:: Problem to solve ::
Which lines below hold the word "Châu"? Copy all of them.

:: Materials provided ::
--- --- ---

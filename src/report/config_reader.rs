use crate::report::*;

use serde::{Deserialize, Serialize};
use serde_json::Value as JSValue;

/// Sheet used when nothing else is configured.
pub const DEFAULT_SHEET_NAME: &str = "Sheet1";

pub const DEFAULT_RANK_SIZE: usize = 3;

/// Column names, each one overriding the built-in name of the dataset.
#[derive(Eq, PartialEq, Debug, Clone, Serialize, Deserialize, Default)]
pub struct ColumnNames {
    pub sequence: Option<String>,
    pub branch: Option<String>,
    pub base: Option<String>,
    pub flagged: Option<String>,
    pub rate: Option<String>,
}

/// The JSON description of a report run. Every field is optional.
#[derive(Eq, PartialEq, Debug, Clone, Serialize, Deserialize, Default)]
pub struct DatasetFile {
    pub dataset: Option<String>,
    #[serde(rename = "filePath")]
    pub file_path: Option<String>,
    #[serde(rename = "excelWorksheetName")]
    pub excel_worksheet_name: Option<String>,
    /// 0-based, as a number or a string.
    #[serde(rename = "headerRow")]
    pub header_row: Option<JSValue>,
    #[serde(rename = "aggregateMarker")]
    pub aggregate_marker: Option<String>,
    #[serde(rename = "rankSize")]
    pub rank_size: Option<JSValue>,
    pub title: Option<String>,
    pub columns: Option<ColumnNames>,
}

/// The settings of one report run, once defaults and overrides are merged.
#[derive(Eq, PartialEq, Debug, Clone)]
pub struct DatasetSettings {
    pub kind: DatasetKind,
    pub sheet_name: String,
    /// 0-based index of the header row in the sheet.
    pub header_row: usize,
    pub aggregate_marker: String,
    pub rank_size: usize,
    pub title: Option<String>,
    pub schema: DatasetSchema,
}

impl DatasetSettings {
    pub fn defaults(kind: DatasetKind) -> DatasetSettings {
        let (header_row, schema) = match kind {
            DatasetKind::AppAdoption => (2, DatasetSchema::app_adoption()),
            DatasetKind::OnTime => (3, DatasetSchema::on_time()),
        };
        DatasetSettings {
            kind,
            sheet_name: DEFAULT_SHEET_NAME.to_string(),
            header_row,
            aggregate_marker: loader::DEFAULT_AGGREGATE_MARKER.to_string(),
            rank_size: DEFAULT_RANK_SIZE,
            title: None,
            schema,
        }
    }

    pub fn apply_file(&mut self, file: &DatasetFile) -> ReportResult<()> {
        if let Some(sheet) = &file.excel_worksheet_name {
            self.sheet_name = sheet.clone();
        }
        if let Some(header_row) = read_js_int(&file.header_row, "headerRow")? {
            self.header_row = header_row;
        }
        if let Some(marker) = &file.aggregate_marker {
            self.aggregate_marker = marker.clone();
        }
        if let Some(rank_size) = read_js_int(&file.rank_size, "rankSize")? {
            // An empty ranking is not a report.
            ensure!(rank_size >= 1, ParsingJsonNumberSnafu { key: "rankSize" });
            self.rank_size = rank_size;
        }
        if file.title.is_some() {
            self.title = file.title.clone();
        }
        if let Some(columns) = &file.columns {
            let schema = &mut self.schema;
            for (name, target) in [
                (&columns.sequence, &mut schema.sequence),
                (&columns.branch, &mut schema.branch),
                (&columns.base, &mut schema.base),
                (&columns.flagged, &mut schema.flagged),
                (&columns.rate, &mut schema.rate),
            ] {
                if let Some(n) = name {
                    *target = n.trim().to_string();
                }
            }
        }
        Ok(())
    }

    pub fn layout(&self) -> SheetLayout {
        self.schema.layout(self.header_row, &self.aggregate_marker)
    }

    pub fn report_settings(&self) -> ReportSettings {
        ReportSettings {
            schema: self.schema.clone(),
            rank_size: self.rank_size,
            title: self.title.clone(),
        }
    }
}

pub fn parse_dataset(name: &str) -> ReportResult<DatasetKind> {
    match name.trim().to_lowercase().as_str() {
        "app" => Ok(DatasetKind::AppAdoption),
        "ontime" | "on-time" => Ok(DatasetKind::OnTime),
        _ => UnknownDatasetSnafu { name }.fail(),
    }
}

pub fn read_dataset_file(path: &str) -> ReportResult<DatasetFile> {
    let contents = fs::read_to_string(path).context(OpeningJsonSnafu { path })?;
    let file: DatasetFile = serde_json::from_str(&contents).context(ParsingJsonSnafu {})?;
    debug!("read_dataset_file: {:?}", file);
    Ok(file)
}

/// Reads a reference summary.
pub fn read_summary(path: &str) -> ReportResult<JSValue> {
    let contents = fs::read_to_string(path).context(OpeningJsonSnafu { path })?;
    let js: JSValue = serde_json::from_str(contents.as_str()).context(ParsingJsonSnafu {})?;
    Ok(js)
}

fn read_js_int(x: &Option<JSValue>, key: &str) -> ReportResult<Option<usize>> {
    match x {
        None | Some(JSValue::Null) => Ok(None),
        Some(JSValue::Number(n)) => n
            .as_u64()
            .map(|x| Some(x as usize))
            .context(ParsingJsonNumberSnafu { key }),
        Some(JSValue::String(s)) => s
            .trim()
            .parse::<usize>()
            .ok()
            .map(Some)
            .context(ParsingJsonNumberSnafu { key }),
        _ => ParsingJsonNumberSnafu { key }.fail(),
    }
}
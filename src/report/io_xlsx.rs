use calamine::DataType;
use std::io::{Cursor, Read, Seek};

use crate::report::*;
use calamine::{open_workbook, Reader, Xlsx};

use branch_metrics::loader::split_rows;

/// Reads a report sheet from a file.
pub fn read_report_file(path: &str, sheet: &str, layout: &SheetLayout) -> ReportResult<LoadedSheet> {
    let mut workbook: Xlsx<_> = open_workbook(path).context(OpeningExcelSnafu { path })?;
    read_workbook(&mut workbook, path, sheet, layout)
}

/// Reads a report sheet from the content of an uploaded file.
pub fn read_report_bytes(
    bytes: Vec<u8>,
    sheet: &str,
    layout: &SheetLayout,
) -> ReportResult<LoadedSheet> {
    let source = "<upload>";
    let mut workbook: Xlsx<_> =
        Xlsx::new(Cursor::new(bytes)).context(OpeningExcelSnafu { path: source })?;
    read_workbook(&mut workbook, source, sheet, layout)
}

fn read_workbook<RS: Read + Seek>(
    workbook: &mut Xlsx<RS>,
    source: &str,
    sheet: &str,
    layout: &SheetLayout,
) -> ReportResult<LoadedSheet> {
    debug!("read_workbook: {:?} worksheet: {:?}", source, sheet);
    let wrange = workbook
        .worksheet_range(sheet)
        .context(MissingSheetSnafu {
            sheet,
            path: source,
        })?
        .context(OpeningExcelSnafu { path: source })?;
    // The range only covers the used cells: it may not start at the first
    // row of the sheet.
    let (first_row, first_col) = wrange.start().context(EmptySheetSnafu { sheet })?;
    debug!(
        "read_workbook: range starts at row {} column {}",
        first_row, first_col
    );

    let rows: Vec<Vec<RawCell>> = wrange
        .rows()
        .map(|row| row.iter().map(read_cell).collect())
        .collect();
    let loaded = split_rows(&rows, first_row as usize, layout).context(PipelineSnafu {})?;
    info!(
        "read_workbook: {:?}: {} branch rows, total row: {}",
        source,
        loaded.detail.rows.len(),
        loaded.aggregate.is_some()
    );
    Ok(loaded)
}

fn read_cell(cell: &DataType) -> RawCell {
    match cell {
        DataType::Empty => RawCell::Empty,
        DataType::Int(i) => RawCell::Int(*i),
        DataType::Float(f) => RawCell::Float(*f),
        DataType::String(s) => RawCell::Text(s.clone()),
        DataType::Bool(b) => RawCell::Bool(*b),
        // Dates are not expected in these reports: keep the serial number.
        DataType::DateTime(f) => RawCell::Float(*f),
        // Error cells end up as text that no number column accepts.
        other => RawCell::Text(format!("{:?}", other)),
    }
}

#[cfg(test)]
mod tests {
    use super::*;
    use rust_xlsxwriter::{Workbook, XlsxError};

    fn app_layout() -> SheetLayout {
        DatasetSchema::app_adoption().layout(2, loader::DEFAULT_AGGREGATE_MARKER)
    }

    // Title on the first row, header on the third.
    fn app_workbook(with_title: bool) -> Result<Vec<u8>, XlsxError> {
        let mut workbook = Workbook::new();
        let sheet = workbook.add_worksheet();
        sheet.set_name("Sheet1")?;
        if with_title {
            sheet.write_string(0, 0, "BÁO CÁO KẾT QUẢ THỰC HIỆN QUA APP CSKH")?;
        }
        for (col, name) in DatasetSchema::app_adoption()
            .column_names()
            .iter()
            .enumerate()
        {
            sheet.write_string(2, col as u16, format!(" {} ", name))?;
        }
        let rows = [
            (1.0, "Hải Châu", 1000.0, 100.0, 0.1),
            (2.0, "Thanh Khê", 2000.0, 1100.0, 0.55),
        ];
        for (idx, (stt, name, managed, adopted, rate)) in rows.iter().enumerate() {
            let row = 3 + idx as u32;
            sheet.write_number(row, 0, *stt)?;
            sheet.write_string(row, 1, *name)?;
            sheet.write_number(row, 2, *managed)?;
            sheet.write_number(row, 3, *adopted)?;
            sheet.write_number(row, 4, *rate)?;
        }
        // A row without a branch name, then the company total.
        sheet.write_number(5, 0, 3.0)?;
        sheet.write_string(6, 1, "CÔNG TY ĐIỆN LỰC ĐÀ NẴNG")?;
        sheet.write_number(6, 2, 3000.0)?;
        sheet.write_number(6, 3, 1200.0)?;
        sheet.write_number(6, 4, 0.4)?;
        workbook.save_to_buffer()
    }

    #[test]
    fn reads_header_rows_and_total() {
        let bytes = app_workbook(true).unwrap();
        let loaded = read_report_bytes(bytes, "Sheet1", &app_layout()).unwrap();
        assert_eq!(loaded.detail.header_line, 3);
        assert_eq!(loaded.detail.columns, DatasetSchema::app_adoption().column_names());
        let names: Vec<&str> = loaded
            .detail
            .rows
            .iter()
            .map(|r| r.branch_name.as_str())
            .collect();
        assert_eq!(names, vec!["Hải Châu", "Thanh Khê"]);
        assert_eq!(loaded.detail.rows[1].line, 5);
        let total = loaded.aggregate.unwrap();
        assert_eq!(total.line, 7);
        assert_eq!(total.cells[0], RawCell::Empty);
    }

    #[test]
    fn header_row_is_absolute() {
        // Without the title the used range starts on the header row.
        let bytes = app_workbook(false).unwrap();
        let loaded = read_report_bytes(bytes, "Sheet1", &app_layout()).unwrap();
        assert_eq!(loaded.detail.rows.len(), 2);
        assert_eq!(loaded.detail.rows[0].line, 4);
    }

    #[test]
    fn missing_sheet() {
        let bytes = app_workbook(true).unwrap();
        let err = read_report_bytes(bytes, "Sheet2", &app_layout()).unwrap_err();
        assert!(matches!(err, ReportError::MissingSheet { ref sheet, .. } if sheet == "Sheet2"));
    }

    #[test]
    fn missing_column() {
        let bytes = app_workbook(true).unwrap();
        let layout = DatasetSchema::on_time().layout(2, loader::DEFAULT_AGGREGATE_MARKER);
        let err = read_report_bytes(bytes, "Sheet1", &layout).unwrap_err();
        assert!(matches!(
            err,
            ReportError::Pipeline {
                source: PipelineError::Schema { line: 3, .. }
            }
        ));
    }

    #[test]
    fn reads_from_path() {
        let dir = tempfile::tempdir().unwrap();
        let path = dir.path().join("app.xlsx");
        std::fs::write(&path, app_workbook(true).unwrap()).unwrap();
        let loaded =
            read_report_file(path.to_str().unwrap(), "Sheet1", &app_layout()).unwrap();
        assert_eq!(loaded.detail.rows[0].cells[2], RawCell::Float(1000.0));
    }

    #[test]
    fn not_a_spreadsheet() {
        let err = read_report_bytes("STT,Điện lực".as_bytes().to_vec(), "Sheet1", &app_layout()).unwrap_err();
        assert!(matches!(err, ReportError::OpeningExcel { .. }));
    }
}
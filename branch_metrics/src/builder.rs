pub use crate::records::*;

/// A builder for branch tables that do not come from a spreadsheet.
///
/// Sequence numbers are assigned in insertion order, starting at 1.
///
/// ```
/// use branch_metrics::builder::Builder;
/// use branch_metrics::records::{AppAdoption, AppColumn};
/// use branch_metrics::ranking::top_n;
///
/// let mut builder = Builder::<AppAdoption>::new();
/// builder.add_branch("Hải Châu", 1200, 600, 0.5);
/// builder.add_branch("Sơn Trà", 800, 600, 0.75);
/// let table = builder.build();
///
/// let top = top_n(&table, AppColumn::AdoptionRate, 1);
/// assert_eq!(top.records[0].branch_name, "Sơn Trà");
/// ```
pub struct Builder<M> {
    _records: Vec<BranchRecord<M>>,
}

impl<M: MetricSet> Builder<M> {
    pub fn new() -> Builder<M> {
        Builder {
            _records: Vec::new(),
        }
    }

    /// Adds a branch with the next sequence number.
    ///
    /// `rate` is in the scale of the report (`M::SCALE`).
    pub fn add_branch(&mut self, name: &str, base: u64, flagged: u64, rate: f64) -> &mut Self {
        let sequence_number = self._records.len() as i64 + 1;
        self.add_record(BranchRecord {
            sequence_number,
            branch_name: name.trim().to_string(),
            metrics: M::from_counts(base, flagged, rate),
        })
    }

    pub fn add_record(&mut self, record: BranchRecord<M>) -> &mut Self {
        self._records.push(record);
        self
    }

    pub fn build(self) -> Table<M> {
        Table::new(self._records)
    }
}

impl<M: MetricSet> Default for Builder<M> {
    fn default() -> Self {
        Builder::new()
    }
}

--- --- ---

:: Result for this task ::
            (1.0, "Hải Châu", 1000.0, 100.0, 0.1),
        assert_eq!(names, vec!["Hải Châu", "Thanh Khê"]);
/// builder.add_branch("Hải Châu", 1200, 600, 0.5);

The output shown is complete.